Ser pagão não depende da pertença
ou não a uma religião ou a uma Igreja. Ser pagão se define a partir do modo de
viver. Por isso, há cristãos pagãos como também há pagãos cristãos. Há cristãos
que perdem com facilidade sua fé e vive sem esperança. São “cristãos” pagãos.
Há muitos que são considerados pagãos pelos outros, como a mulher Cananéia, mas
acreditam no poder de Deus incondicionalmente. São “pagãos” cristãos.
A mulher Cananéia não perde sua fé,
não protesta, não se revolta ainda que experimente a humilhação. Ela conseguiu
o que pedia, pois ela se abandonava totalmente nos braços de Deus e encarava
todos os tipos de obstáculos e dificuldades. Santo Agostinho dizia que muitos
não conseguem o que pedem porque são maus de coração e por isso, eles têm que
ser, primeiramente, bons. Ou muitos não conseguem o que pedem porque pedem
malmente, sem insistência no lugar de fazê-lo com paciência, com humildade, com
fé e por amor. Há que esforçar-se por pedir o que bom para todos. A mulher
Cananéia é boa mãe, pede algo bom e pede bem. Através do evangelho de hoje o
Senhor quer nos mover a termos fé e perseverança e a vivermos na esperança
porque Deus nos ama. Deus se vence com fé e não com orgulho. De Deus se obtém
tudo com confiança. Em Deus sempre encontra uma acolhida quando cada um se aproxima
com humildade e não com auto-suficiência.
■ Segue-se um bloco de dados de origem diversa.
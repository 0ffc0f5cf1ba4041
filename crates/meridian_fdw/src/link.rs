//! Remote link contract.
//!
//! A [`RemoteLink`] is one live session on a foreign server. All calls
//! block; the connection cache owns every link and never shares one
//! between sessions.

use std::time::Duration;

use meridian_common::error::FdwError;

use crate::catalog::ConnParams;

/// Health of the underlying socket/session.
#[derive(Debug, Clone, Copy, PartialEq, Eq)]
pub enum LinkStatus {
    Ok,
    Bad,
}

/// Transaction status the remote session reports after the last command.
#[derive(Debug, Clone, Copy, PartialEq, Eq)]
pub enum RemoteTxnStatus {
    /// No transaction open.
    Idle,
    /// A command is still executing.
    Active,
    /// Inside a healthy transaction block.
    InTrans,
    /// Inside a failed transaction block.
    InError,
    /// The session state cannot be determined (broken link).
    Unknown,
}

pub trait RemoteLink: Send {
    /// Run a command that returns no rows.
    fn execute(&mut self, sql: &str) -> Result<(), FdwError>;

    /// Run a query and return the first column of the first row.
    fn query_scalar(&mut self, sql: &str) -> Result<Option<String>, FdwError>;

    /// Run a command, giving up once `deadline` has elapsed.
    ///
    /// A timeout is reported as a connection failure (no SQLSTATE).
    fn execute_with_deadline(&mut self, sql: &str, deadline: Duration) -> Result<(), FdwError>;

    /// Cancel the in-flight command and drain its result within `deadline`.
    /// Returns false when the cancel could not be sent or the result never
    /// arrived.
    fn cancel(&mut self, deadline: Duration) -> bool;

    fn status(&self) -> LinkStatus;

    fn transaction_status(&self) -> RemoteTxnStatus;

    /// Remote server version in `PG_VERSION_NUM` form (e.g. 90600).
    fn server_version(&self) -> u32;

    /// Whether authentication used a password. Links that cannot observe the
    /// authentication exchange report whether one was supplied; the check
    /// after connecting then repeats the one made on the parameters.
    fn used_password(&self) -> bool;
}

/// Opens links. One connector is shared by every session of a node.
pub trait Connector: Send + Sync {
    fn connect(&self, params: &ConnParams) -> Result<Box<dyn RemoteLink>, FdwError>;
}

/// Run a cleanup command during abort.
///
/// True when the command succeeded, or when it failed with a remote error
/// and `ignore_errors` is set. A timeout or a connection-level failure is
/// always false: the link is presumed dead.
pub fn exec_cleanup_query(
    link: &mut dyn RemoteLink,
    sql: &str,
    deadline: Duration,
    ignore_errors: bool,
) -> bool {
    match link.execute_with_deadline(sql, deadline) {
        Ok(()) => true,
        Err(e) if e.is_connection_failure() => {
            tracing::warn!(sql, error = %e, "cleanup command failed on a dead link");
            false
        }
        Err(e) => {
            tracing::warn!(sql, error = %e, "cleanup command failed");
            ignore_errors
        }
    }
}

/// Transaction status after `sql` ran on a session that was in `current`,
/// for links that cannot read it off the protocol.
pub fn txn_status_after(current: RemoteTxnStatus, sql: &str, ok: bool) -> RemoteTxnStatus {
    if !ok {
        return match current {
            RemoteTxnStatus::Idle => RemoteTxnStatus::Idle,
            _ => RemoteTxnStatus::InError,
        };
    }
    let head = sql.trim_start().to_ascii_uppercase();
    if head.starts_with("START TRANSACTION")
        || head.starts_with("BEGIN")
        || head.starts_with("ROLLBACK TO SAVEPOINT")
    {
        RemoteTxnStatus::InTrans
    } else if [
        "COMMIT TRANSACTION",
        "ABORT TRANSACTION",
        "ROLLBACK TRANSACTION",
        "PREPARE TRANSACTION",
    ]
    .iter()
    .any(|verb| head.starts_with(verb))
    {
        RemoteTxnStatus::Idle
    } else {
        current
    }
}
Essa mulher é um modelo acabado de
fé e oração unidas. Ela chama Jesus de “Senhor”, um título dado a Jesus
pós-pascal. Sua fé é orientada para a libertação do próximo, nesse caso de sua
filha. E sua oração cumpre aquilo que Jesus pede: a fé, confiança, perseverança
e sem desfalecimento.
Ela nos ensina que a fé e a oração
devem andar juntas. Quem tem fé em Deus precisa rezar. E quem reza, precisa ter
fé. A fé é a atitude básica de qualquer crente, de qualquer cristão, pois ela é
a resposta nossa diante da oferta do amor de Deus para nós. A oração evidencia,
por sua vez, a presença e a vitalidade de nossa fé em Deus.